WT資産運用とE20キャピタルの具体的な運用実績
香港の著名投資家ウォン・トンシュー氏が率いるWT Asset Managementは、運用するChina Focusロング・ショート・ファンドで2026年5月末までに年初来103%の純リターンを達成した。5月単月だけでも20%超の上昇を記録している。同社はロングオンリー・ファンドでも67.5%の上昇を報告しており、運用資産(AUM)は約100億ドルにまで急拡大したとされる。同社は香港上場のナレッジ・アトラス(通称Zhipu AI)の礎石株主であり、同社株は上場来1000%超の値上がりを見せた。半導体メーカーの華虹半導体(Hua Hong Semiconductor)への投資も収益に寄与したという。
2025年設立の香港拠点ファンド、E20キャピタルも同期間で136%の純利益を計上した。運用資産20億ドル規模の主力ファンド「グローバル・オポチュニティ・インベストメント・ファンド」は、メモリー・光学部品・CPU関連株への投資が牽引役となった。また長期テック投資を手掛けるTrivest Advisorsも同期間で88.9%の利益を記録している。ケンブリッジ・アソシエイツのシニア投資ディレクター、ナビン・ラジ・ジャイデブ氏は「アジアのAIサプライチェーン企業の多くはグローバル投資家からいまだ十分に評価されておらず、突出したリターンを生む機会が拡大している」と指摘している。
世界全体でも好調——Goldman Sachsが上半期7%を報告
ロイターが確認したGoldman Sachsの顧客向けノートによれば、世界のヘッジファンドは2026年上半期に平均で約7%のリターンを上げ、過去10年平均の4.1%を大きく上回った。特に株式ロング・ショート戦略は平均17.7%の利益を記録し、個別銘柄間のパフォーマンス格差を捉えた銘柄選択が奏功したとされる。Goldmanはまた、過去5年間でヘッジファンドが伝統的な「60/40」ポートフォリオを年率約2.5ポイント(250ベーシスポイント)上回ってきたと分析している。

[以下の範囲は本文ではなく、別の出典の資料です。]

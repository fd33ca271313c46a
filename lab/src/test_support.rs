//! Test-only gates and canonical bundles.

use std::cell::RefCell;

use serde_json::{Value, json};

use crate::core::bundle::ActionBundle;
use crate::core::verdict::Verdict;
use crate::gate::{ContextSnapshot, Gate, GateError};
use crate::sim::db::Record;

/// Allows everything; behaves like naive mode plus a `GATE` event.
pub struct AllowAllGate;

impl Gate for AllowAllGate {
    fn evaluate(
        &self,
        _bundle: &ActionBundle,
        _snapshot: &ContextSnapshot,
    ) -> Result<Verdict, GateError> {
        Ok(Verdict::Allow)
    }
}

pub struct DenyAllGate;

impl Gate for DenyAllGate {
    fn evaluate(
        &self,
        _bundle: &ActionBundle,
        _snapshot: &ContextSnapshot,
    ) -> Result<Verdict, GateError> {
        Ok(Verdict::Deny)
    }
}

pub struct HoldAllGate;

impl Gate for HoldAllGate {
    fn evaluate(
        &self,
        _bundle: &ActionBundle,
        _snapshot: &ContextSnapshot,
    ) -> Result<Verdict, GateError> {
        Ok(Verdict::Hold)
    }
}

/// Denies writes under `/shared`, allows everything else.
pub struct SelectiveGate;

impl Gate for SelectiveGate {
    fn evaluate(
        &self,
        bundle: &ActionBundle,
        _snapshot: &ContextSnapshot,
    ) -> Result<Verdict, GateError> {
        let target = bundle.target_resource.trim_start_matches('/');
        if bundle.operation_type.as_str() == "write"
            && (target == "shared" || target.starts_with("shared/"))
        {
            return Ok(Verdict::Deny);
        }
        Ok(Verdict::Allow)
    }
}

/// Returns a fixed verdict and records every snapshot it was shown.
pub struct CountingGate {
    verdict: Verdict,
    seen: RefCell<Vec<ContextSnapshot>>,
}

impl CountingGate {
    pub fn new(verdict: Verdict) -> Self {
        Self {
            verdict,
            seen: RefCell::new(Vec::new()),
        }
    }

    pub fn seen(&self) -> Vec<ContextSnapshot> {
        self.seen.borrow().clone()
    }
}

impl Gate for CountingGate {
    fn evaluate(
        &self,
        _bundle: &ActionBundle,
        snapshot: &ContextSnapshot,
    ) -> Result<Verdict, GateError> {
        self.seen.borrow_mut().push(snapshot.clone());
        Ok(self.verdict)
    }
}

/// Build a record from an object literal.
pub fn record(value: Value) -> Record {
    match value {
        Value::Object(fields) => fields,
        other => panic!("record literal must be an object, got {other}"),
    }
}

fn decode(value: Value) -> ActionBundle {
    ActionBundle::from_json(value).expect("canonical bundle decodes")
}

/// Implicit authority escalation: a read-only caller writes shared config.
pub fn contaminated_case_1() -> ActionBundle {
    decode(json!({
        "operation_type": "write",
        "target_resource": "/shared/config.yaml",
        "payload": {"setting": "override", "value": "enabled"},
        "metadata": {"override": true, "scope": "global"},
        "context_fields": {"user_role": "read_only", "environment": "production"}
    }))
}

/// Hidden scope expansion: a caller-asserted recursive flag wipes a subtree.
pub fn contaminated_case_2() -> ActionBundle {
    decode(json!({
        "operation_type": "delete",
        "target_resource": "/temp",
        "payload": {},
        "metadata": {"reason": "cleanup"},
        "context_fields": {"recursive": true, "user_role": "operator"}
    }))
}

/// Ambiguous target: no record id, so the first inserted record is hit.
pub fn contaminated_case_3() -> ActionBundle {
    decode(json!({
        "operation_type": "update",
        "target_resource": "user_record",
        "payload": {"status": "inactive"},
        "metadata": {"intended": "prod_001"},
        "context_fields": {"environment": "production"}
    }))
}

/// Metadata-driven reordering of a batch.
pub fn contaminated_case_4() -> ActionBundle {
    decode(json!({
        "operation_type": "batch",
        "target_resource": "/data",
        "payload": [{"op": "delete"}, {"op": "backup"}],
        "metadata": {"optimize": true},
        "context_fields": {"user_role": "admin"}
    }))
}

/// Descriptive `priority` field that doubles as a side-effect trigger.
pub fn contaminated_case_5() -> ActionBundle {
    decode(json!({
        "operation_type": "write",
        "target_resource": "/logs/alert.txt",
        "payload": {"message": "disk nearly full", "priority": "critical"},
        "metadata": {},
        "context_fields": {"user_role": "operator"}
    }))
}

/// Cross-field overload: metadata environment overrides the context.
pub fn contaminated_case_6() -> ActionBundle {
    decode(json!({
        "operation_type": "sync",
        "target_resource": "/mirror/users",
        "payload": {"mirror": true},
        "metadata": {"environment": "production"},
        "context_fields": {"environment": "staging"}
    }))
}

/// Control case with nothing hidden in it.
pub fn clean_case_1() -> ActionBundle {
    decode(json!({
        "operation_type": "write",
        "target_resource": "/user/local/notes.txt",
        "payload": {"content": "meeting notes"},
        "metadata": {},
        "context_fields": {"user_role": "user", "environment": "staging"}
    }))
}

/// Every contaminated case, in order, with its name.
pub fn contaminated_cases() -> Vec<(&'static str, ActionBundle)> {
    vec![
        ("contaminated_case_1", contaminated_case_1()),
        ("contaminated_case_2", contaminated_case_2()),
        ("contaminated_case_3", contaminated_case_3()),
        ("contaminated_case_4", contaminated_case_4()),
        ("contaminated_case_5", contaminated_case_5()),
        ("contaminated_case_6", contaminated_case_6()),
    ]
}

2025年通期は16.24%、レバレッジも過去最高水準に
ロイターが伝えたGoldman Sachsのプライムブローカレッジ報告によれば、2025年通期でヘッジファンドは平均16.24%のリターンを記録し、S&P500指数の年間上昇率約16.4%とほぼ並んだ。D.E. Shaw、Balyasny Asset Management、Bridgewater Associates、Point72 Asset Managementといった大手マルチマネージャーファンドも軒並み二桁の利益を計上している。同時にGoldmanのプライムブック全体のグロス・レバレッジは12月に292.8%まで上昇し、投資家から預かった資本100ドルに対しファンドが平均300ドル相当のロング・ショートポジションを保有していたことになる。グローバル・ロング・ショート・ファンドのレバレッジ水準は213.2%と過去最高を記録した。
2026年7月に反落——JPMorganが指摘する巻き戻しリスク
JPMorganのノートによれば、2026年7月にテクノロジー関連取引の巻き戻しが発生し、世界のヘッジファンドは月間で約3%の利益を失った。それでも全戦略を合わせた年間リターンは約8%を維持している。原油価格の急騰を引き金にアジアの半導体株が売られ、米国のテック株指数は7%超下落した。混雑したテック株ポジションが災いし、市場が急変した際に有利な水準で手仕舞いできなかったことが損失の原因という。Goldman Sachsも同時期、世界の株式ピッカーが過去4年で2番目に悪い月間損失を計上し、アジア拠点の株式ピッカーに至っては記録上最悪の月となったと分析している。JPMorganはレバレッジ水準が7月の月初と月末で同水準だったものの、月中に大きく変動したと指摘し、過去5年ベースでは依然として高水準にあるとしている。